Vera Pragnell was inspired both by Christianity (in particular William E. Orchard and the Fellowship of Reconciliation) as well as the principles of pioneering socialist Edward Carpenter. She insisted that The Sanctuary was open to everyone. Initially, all who came to live there were given a half-acre plot on which they would park a caravan or build a simple house. Eventually communal facilities were created such as a shop, a school and a building used for theatre and dancing. Settlers at The Sanctuary ate a limited vegetarian diet but faced difficulties growing fruit and vegetables because of poor soil.

Lacking a single political or spiritual focus, The Sanctuary attracted a wide range of individuals as residents or visitors, often with unorthodox and radical views. These included pagans such as the occultist, poet and publisher Victor Neuburg and Dion Byngham, ex-leading light of the Order of Woodcraft Chivalry. Other residents included anarchist W. C. Owen as well as Communist Party members. Artists were also attracted to the community, such as the landscape artist William Heaton Cooper and the Shakespearean actor Wilfred Walter.

A number of the residents and visitors were friends and associates of Edward Carpenter, who was a supporter and inspiration to the community. In 1928, Vera Pragnell published her book "The Story of the Sanctuary" and dedicated it to the "splendid pioneer" Edward Carpenter with a poem by Victor Neuburg praising Carpenter as "our Youth's doyen". Vera had a personal connection with Carpenter, as in 1927 she had married the painter Dennis Earle, who had previously been known as Ted Earle when he was Carpenter's lover

==Decline==
The unconventional lifestyles of some members of the community began to generate scandal in the popular press, with stories featuring nudism and 'free love' and allegations that they encouraged a girl to run away from home and live at the Sanctuary

By the early 1930s, Vera Pragnell's original inspiration had been lost amid disputes and disillusionment. Sanctuary residents began to register formal ownership of their own properties and from 1934 onwards the area was developed by Earle as a residential estate known as Longbury Hill.

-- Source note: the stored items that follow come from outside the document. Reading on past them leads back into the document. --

//! Executes endpoint descriptors over a [`Transport`].

use std::any::type_name_of_val;
use std::fmt;
use std::sync::{Arc, Mutex, PoisonError};
use std::time::Duration;

use tokio::task::AbortHandle;
use tracing::{debug, error, warn};

use super::endpoint::Endpoint;
use super::transport::{HttpRequest, Transport};
use crate::error::{NetworkError, Outcome};

/// Round-trip bound applied when callers have no better value.
pub const DEFAULT_REQUEST_TIMEOUT: Duration = Duration::from_secs(14);

/// Stateless, reentrant request pipeline.
///
/// Every [`execute`](Self::execute) performs exactly one transport call and
/// resolves to exactly one [`Outcome`]. Retrying is left to the caller.
#[derive(Clone)]
pub struct RequestPipeline {
    transport: Arc<dyn Transport>,
}

impl fmt::Debug for RequestPipeline {
    fn fmt(&self, f: &mut fmt::Formatter<'_>) -> fmt::Result {
        f.debug_struct("RequestPipeline")
            .field("transport", &type_name_of_val(self.transport.as_ref()))
            .finish()
    }
}

impl RequestPipeline {
    pub fn new(transport: Arc<dyn Transport>) -> Self {
        Self { transport }
    }

    /// Runs `endpoint`, bounding the whole round trip (decode included) by
    /// `timeout`.
    ///
    /// Dropping the returned future drops the in-flight transport call.
    pub async fn execute<E>(
        &self,
        endpoint: &E,
        timeout: Duration,
    ) -> Outcome<E::Response>
    where
        E: Endpoint + ?Sized,
    {
        let target = endpoint.target()?;
        debug!(target_url = %target, "dispatching request");
        let request = HttpRequest::new(endpoint.method(), target);

        match tokio::time::timeout(timeout, self.round_trip(endpoint, request))
            .await
        {
            Ok(outcome) => outcome,
            Err(_) => {
                warn!(?timeout, "request exceeded its deadline");
                Err(NetworkError::Timeout)
            }
        }
    }

    async fn round_trip<E>(
        &self,
        endpoint: &E,
        request: HttpRequest,
    ) -> Outcome<E::Response>
    where
        E: Endpoint + ?Sized,
    {
        let target = request.target.clone();
        let response = self.transport.send(request).await.map_err(|err| {
            warn!(target_url = %target, error = %err, "transport failure");
            NetworkError::from(err)
        })?;

        if !response.is_success() {
            warn!(target_url = %target, status = response.status, "non-success status");
            return Err(NetworkError::BadResponse {
                status: Some(response.status),
            });
        }
        let Some(body) = response.body else {
            warn!(target_url = %target, "response carried no body");
            return Err(NetworkError::BadResponse {
                status: Some(response.status),
            });
        };

        endpoint.decode(&body).map_err(|err| {
            error!(target_url = %target, error = %err, "response did not match expected shape");
            NetworkError::from(err)
        })
    }

    /// Callback form of [`execute`](Self::execute), run on the current Tokio
    /// runtime.
    ///
    /// `on_complete` runs at most once. Once [`RequestHandle::cancel`] has
    /// returned `true` it will never run.
    ///
    /// # Panics
    ///
    /// Panics when called outside a Tokio runtime.
    pub fn spawn<E, F>(
        &self,
        endpoint: E,
        timeout: Duration,
        on_complete: F,
    ) -> RequestHandle
    where
        E: Endpoint + 'static,
        F: FnOnce(Outcome<E::Response>) + Send + 'static,
    {
        let registration = Arc::new(Registration::new(on_complete));
        let pipeline = self.clone();
        let completion = Arc::clone(&registration);
        let task = tokio::spawn(async move {
            let outcome = pipeline.execute(&endpoint, timeout).await;
            completion.complete(outcome);
        });

        RequestHandle {
            task: task.abort_handle(),
            registration,
        }
    }
}

type Callback<T> = Box<dyn FnOnce(Outcome<T>) + Send>;

struct Registration<T> {
    callback: Mutex<Option<Callback<T>>>,
}

impl<T> Registration<T> {
    fn new<F>(callback: F) -> Self
    where
        F: FnOnce(Outcome<T>) + Send + 'static,
    {
        Self {
            callback: Mutex::new(Some(Box::new(callback))),
        }
    }

    // Whoever takes the callback out of the slot owns it: a `revoke` that
    // loses the race reports the request as already delivered. The lock is
    // released before the callback runs so it may use its own handle.
    fn complete(&self, outcome: Outcome<T>) {
        let callback = self
            .callback
            .lock()
            .unwrap_or_else(PoisonError::into_inner)
            .take();
        if let Some(callback) = callback {
            callback(outcome);
        }
    }
}

trait Revoke: Send + Sync {
    fn revoke(&self) -> bool;
    fn is_pending(&self) -> bool;
}

impl<T> Revoke for Registration<T> {
    fn revoke(&self) -> bool {
        self.callback
            .lock()
            .unwrap_or_else(PoisonError::into_inner)
            .take()
            .is_some()
    }

    fn is_pending(&self) -> bool {
        self.callback
            .lock()
            .unwrap_or_else(PoisonError::into_inner)
            .is_some()
    }
}

/// Handle to a request started with [`RequestPipeline::spawn`].
///
/// Dropping the handle detaches the request; it does not cancel it.
pub struct RequestHandle {
    task: AbortHandle,
    registration: Arc<dyn Revoke>,
}

impl fmt::Debug for RequestHandle {
    fn fmt(&self, f: &mut fmt::Formatter<'_>) -> fmt::Result {
        f.debug_struct("RequestHandle")
            .field("finished", &self.task.is_finished())
            .field("pending", &self.registration.is_pending())
            .finish()
    }
}

impl RequestHandle {
    /// Abandons the request: the transport call is aborted and the callback
    /// is dropped without running.
    ///
    /// Returns `false` when the callback had already been handed the
    /// outcome.
    pub fn cancel(&self) -> bool {
        let revoked = self.registration.revoke();
        self.task.abort();
        revoked
    }

    /// True until the callback has run or the request was cancelled.
    pub fn is_pending(&self) -> bool {
        self.registration.is_pending()
    }
}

During World War II, the Kenyan independence leader Jomo Kenyatta lived in the area whilst working on a local farm. Communist Party youth camps continued to be held there until the 1960s.

==Legacy==
Today, the history of the area is remembered in the street names Vera's Walk and Sanctuary Lane and the houses known as Sanctuary Cottages. A memorial shelter remains, erected and decorated by Dennis Earle, containing boards telling the story of The Sanctuary.

The area known as The Sanctuary was located in the parish of Washington, West Sussex (not Storrington). Vera Pragnell and Dennis Earle are buried in the graveyard at Washington Parish Church.